There’s a reason that we all seem to crash come January 1st, aside from the one-too-many glasses of champagne and exhaustion of partying until the early hours of the morning. New Year’s Eve marks the end of a month(s)-long holiday season consisting of more social gatherings, more food and more alcoholic beverages than almost any other time of year. Not only are you and your S.O. probably exhausted, but you’re feeling more tense and under pressure than usual. “When you feel stress and pressure, the little things bother you more, you have less patience and you're not able to deal with life situations as calmly and rationally as you would ordinarily,” says Terri Orbuch, Ph.D., author of 5 Simple Steps to Take Your Marriage From Good to Great and professor at Oakland University.

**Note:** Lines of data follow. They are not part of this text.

//! Distributed lock (C7) — owner-keyed mutual exclusion with TTL, realized
//! as a single-row-per-key upsert on the same Postgres database as the rest
//! of the core.
//!
//! `acquire` is the standard "steal an expired lock" upsert: `INSERT ... ON
//! CONFLICT (lock_key) DO UPDATE ... WHERE distributed_locks.expires_at <
//! now()`, reporting acquisition success from the affected row count.
//! `release` is a compare-and-delete keyed on the owner value.

use chrono::Utc;
use futures::FutureExt;
use sea_orm::{ConnectionTrait, DatabaseBackend, DatabaseConnection, Statement};
use std::{future::Future, panic::AssertUnwindSafe, time::Duration};
use uuid::Uuid;

use crate::error::{IngestError, Result};

#[derive(Clone)]
pub struct DistributedLock {
    db: DatabaseConnection,
}

impl DistributedLock {
    pub fn new(db: DatabaseConnection) -> Self {
        Self { db }
    }

    pub async fn acquire(&self, key: &str, owner: &str, ttl: Duration) -> Result<bool> {
        let expires_at = Utc::now() + chrono::Duration::from_std(ttl).unwrap_or_default();
        let sql = r#"
            INSERT INTO distributed_locks (lock_key, owner, expires_at)
            VALUES ($1, $2, $3)
            ON CONFLICT (lock_key) DO UPDATE
                SET owner = excluded.owner, expires_at = excluded.expires_at
                WHERE distributed_locks.expires_at < now()
        "#;
        let result = self
            .db
            .execute(Statement::from_sql_and_values(
                DatabaseBackend::Postgres,
                sql,
                [key.into(), owner.into(), expires_at.into()],
            ))
            .await
            .map_err(|err| IngestError::TransientStateError(err.into()))?;
        Ok(result.rows_affected() > 0)
    }

    /// Compare-and-delete: only releases the lock if `owner` still matches
    /// the stored value, so a lock that was stolen after TTL expiry isn't
    /// released out from under its new holder.
    pub async fn release(&self, key: &str, owner: &str) -> Result<bool> {
        let sql = r#"DELETE FROM distributed_locks WHERE lock_key = $1 AND owner = $2"#;
        let result = self
            .db
            .execute(Statement::from_sql_and_values(
                DatabaseBackend::Postgres,
                sql,
                [key.into(), owner.into()],
            ))
            .await
            .map_err(|err| IngestError::TransientStateError(err.into()))?;
        Ok(result.rows_affected() > 0)
    }

    pub async fn exists(&self, key: &str) -> Result<bool> {
        let sql = r#"SELECT 1 FROM distributed_locks WHERE lock_key = $1 AND expires_at >= now()"#;
        let row = self
            .db
            .query_one(Statement::from_sql_and_values(
                DatabaseBackend::Postgres,
                sql,
                [key.into()],
            ))
            .await
            .map_err(|err| IngestError::TransientStateError(err.into()))?;
        Ok(row.is_some())
    }

    /// Generates a per-call owner nonce, calls `f` iff the lock is acquired,
    /// and releases it on return — success, error, or panic. There is no
    /// guard struct: `Drop` can't `await`, so the release itself can't run
    /// from one. Instead `f` runs under `catch_unwind`, the release happens
    /// unconditionally before we look at the outcome, and a caught panic is
    /// resumed afterwards so it still propagates to the caller.
    pub async fn with_lock<F, Fut, T>(&self, key: &str, ttl: Duration, f: F) -> Result<Option<T>>
    where
        F: FnOnce() -> Fut,
        Fut: Future<Output = Result<T>>,
    {
        let owner = Uuid::new_v4().to_string();
        if !self.acquire(key, &owner, ttl).await? {
            return Ok(None);
        }

        let result = AssertUnwindSafe(f()).catch_unwind().await;

        // Release regardless of outcome; a failure to release is logged but
        // not fatal — the lock's own TTL is the correctness backstop.
        if let Err(release_err) = self.release(key, &owner).await {
            tracing::warn!(error = ?release_err, lock_key = key, "failed to release distributed lock, relying on TTL expiry");
        }

        match result {
            Ok(inner) => inner.map(Some),
            Err(panic) => std::panic::resume_unwind(panic),
        }
    }
}

#[cfg(test)]
mod tests {
    use super::*;
    use blockscout_service_launcher::test_database::TestDbGuard;
    use migration::Migrator;

    #[tokio::test]
    async fn second_acquire_fails_while_first_holds() {
        let db_guard = TestDbGuard::new::<Migrator>("cnab_ingest_lock").await;
        let lock = DistributedLock::new(db_guard.client().as_ref().clone());

        assert!(lock
            .acquire("upload:processing:u1", "owner-a", Duration::from_secs(60))
            .await
            .unwrap());
        assert!(!lock
            .acquire("upload:processing:u1", "owner-b", Duration::from_secs(60))
            .await
            .unwrap());
    }

    #[tokio::test]
    async fn release_requires_matching_owner() {
        let db_guard = TestDbGuard::new::<Migrator>("cnab_ingest_lock_release").await;
        let lock = DistributedLock::new(db_guard.client().as_ref().clone());

        lock.acquire("upload:processing:u2", "owner-a", Duration::from_secs(60))
            .await
            .unwrap();
        assert!(!lock.release("upload:processing:u2", "owner-b").await.unwrap());
        assert!(lock.release("upload:processing:u2", "owner-a").await.unwrap());
        assert!(!lock.exists("upload:processing:u2").await.unwrap());
    }

    #[tokio::test]
    async fn expired_lock_can_be_stolen() {
        let db_guard = TestDbGuard::new::<Migrator>("cnab_ingest_lock_steal").await;
        let lock = DistributedLock::new(db_guard.client().as_ref().clone());

        lock.acquire(
            "upload:processing:u3",
            "owner-a",
            Duration::from_millis(1),
        )
        .await
        .unwrap();
        tokio::time::sleep(Duration::from_millis(20)).await;

        assert!(lock
            .acquire("upload:processing:u3", "owner-b", Duration::from_secs(60))
            .await
            .unwrap());
    }

    #[tokio::test]
    async fn with_lock_runs_closure_and_releases() {
        let db_guard = TestDbGuard::new::<Migrator>("cnab_ingest_lock_with").await;
        let lock = DistributedLock::new(db_guard.client().as_ref().clone());

        let result = lock
            .with_lock("upload:processing:u4", Duration::from_secs(60), || async {
                Ok(42)
            })
            .await
            .unwrap();
        assert_eq!(result, Some(42));
        assert!(!lock.exists("upload:processing:u4").await.unwrap());
    }

    #[tokio::test]
    async fn with_lock_returns_none_when_already_held() {
        let db_guard = TestDbGuard::new::<Migrator>("cnab_ingest_lock_contended").await;
        let lock = DistributedLock::new(db_guard.client().as_ref().clone());

        lock.acquire("upload:processing:u5", "owner-a", Duration::from_secs(60))
            .await
            .unwrap();

        let result: Option<()> = lock
            .with_lock("upload:processing:u5", Duration::from_secs(60), || async {
                Ok(())
            })
            .await
            .unwrap();
        assert_eq!(result, None);
    }

    #[tokio::test]
    async fn with_lock_releases_even_if_closure_panics() {
        let db_guard = TestDbGuard::new::<Migrator>("cnab_ingest_lock_panic").await;
        let lock = DistributedLock::new(db_guard.client().as_ref().clone());

        let call = lock.with_lock::<_, _, ()>(
            "upload:processing:u6",
            Duration::from_secs(60),
            || async { panic!("boom") },
        );
        let outcome = AssertUnwindSafe(call).catch_unwind().await;
        assert!(outcome.is_err());
        assert!(!lock.exists("upload:processing:u6").await.unwrap());
    }
}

Sound familiar? We totally get it. But there are solutions for putting out even the most intense emotional fires that catch flame among the stressors brought on during the holidays and new year. Here, relationship experts reveal the most common arguments couples have this season and how to resolve them for a harmonious start to 2018.
What to do on New Year’s Eve
To stay in or not to stay in, that is often the question between couples fraught over NYE plans, most of the time due to the fact that December 31st is an expensive night. One of you might want to relax on the couch with your fur baby, while the other prefers to party the night away with friends or family. “This is a common fight because, often times, there are differences within a couple,” says Dr. Orbuch. “The best solution is to compromise—all relationships are a give and take.” Can you do one thing New Years Eve, and the other New Years Day?
Can you do both—or a little of both? Finding a way to satisfy both of your needs will make for a positive start for 2018.
How to spend money on New Year’s Eve
Unless you have close friends throwing a party, you can expect to pay surge prices at bars and restaurants. After already spending so much during the holiday season on gifts for loved ones as well as parties and dinner celebrations, New Year’s Eve can be feel like a make-it-or-break-it burden on your budget. To avoid this, Dr. Orbuch suggests sitting down and discussing your short- and long-term goals for holiday spending before the season arrives. “Make a list of things you need to spend money on, want to spend money on and ‘might’ spend money on,” she says.
“Compromise if the two of you disagree and remember that you may differ in what money means or represents to you.”
Where you see yourselves in the new year
Whether you just started dating or have been married a few years, most couples aren’t always on the same page when it comes to the pace of progress in the relationship. Maybe he’s ready to be exclusive when you’re not totally sure if you want to be tied down, or she’s ready to start trying for a baby and you feel like you just walked down the aisle. “The new year is often a time of reflection,” explains Rachel Needle, Psy.D., licensed psychologist and certified sex therapist. “Many people will look at the past year and realize what they want to do differently and what’s important to them in the new year.
When couples are not on the same page in terms of what they want or things they want to do differently, this can lead to arguments. “It is important for couples to communicate their thoughts, feelings and desires with each other,” she says. “Making new year's resolutions as a couple can both strengthen the relationship bring partners closer together.”
Unrealistic or unmet expectations
Along with the stress and tension that tends to trail the holiday season, many individuals might be looking for their partner to “step it up” in certain areas of the relationship. For you, that might be in the gift department or a willingness to participate in social commitments. “There are a lot of expectations put on this one season to be fun, over the top, romantic and without any issues,” Dr. Needle explains. “Especially for those who did not follow through with their previous year’s resolutions or for those who fell short of their expectations of themselves and their plans, new years is a time that can bring anxiety, stress and guilt.” Whatever it might be, this is where communication seriously comes in handy.
Dr. Needle suggests not letting feelings fester and, instead, calmly addressing any emotions that arise on the spot, or as soon as possible to avoid them bottling up and exploding into a raging fight.
Family and children overload
With so many family and friends gatherings, often which include little children running around, it’s important not to forget to preserve your private couple time. “Too much kid time with either your own or your nieces and nephews can stress you to the max!” says Deb Castaldo, Ph.D., couples and marriage therapist and author of Relationship REBOOT. “Make sure you schedule in private time for just the two of you doing the things that make you feel close and fulfilled in your marriage.” In other words, go for that walk or private dinner—your family will still be there when you get back and it will help you keep your stress levels to a minimum.
All in all, it's perfectly normal to bicker more than usual during the holidays, which is why it’s that much more important to focus on strengthening the foundations of your relationship before the season arrives. “Take a look at whether or not you are being good companions, making important decisions together, setting boundaries with extended family, collaborating on your holiday budget and keeping your fun and intimacy healthy throughout the holiday season,” says Dr. Castaldo. “And remember, when it comes to partying, overeating, and that holiday punch, sometimes less is more!”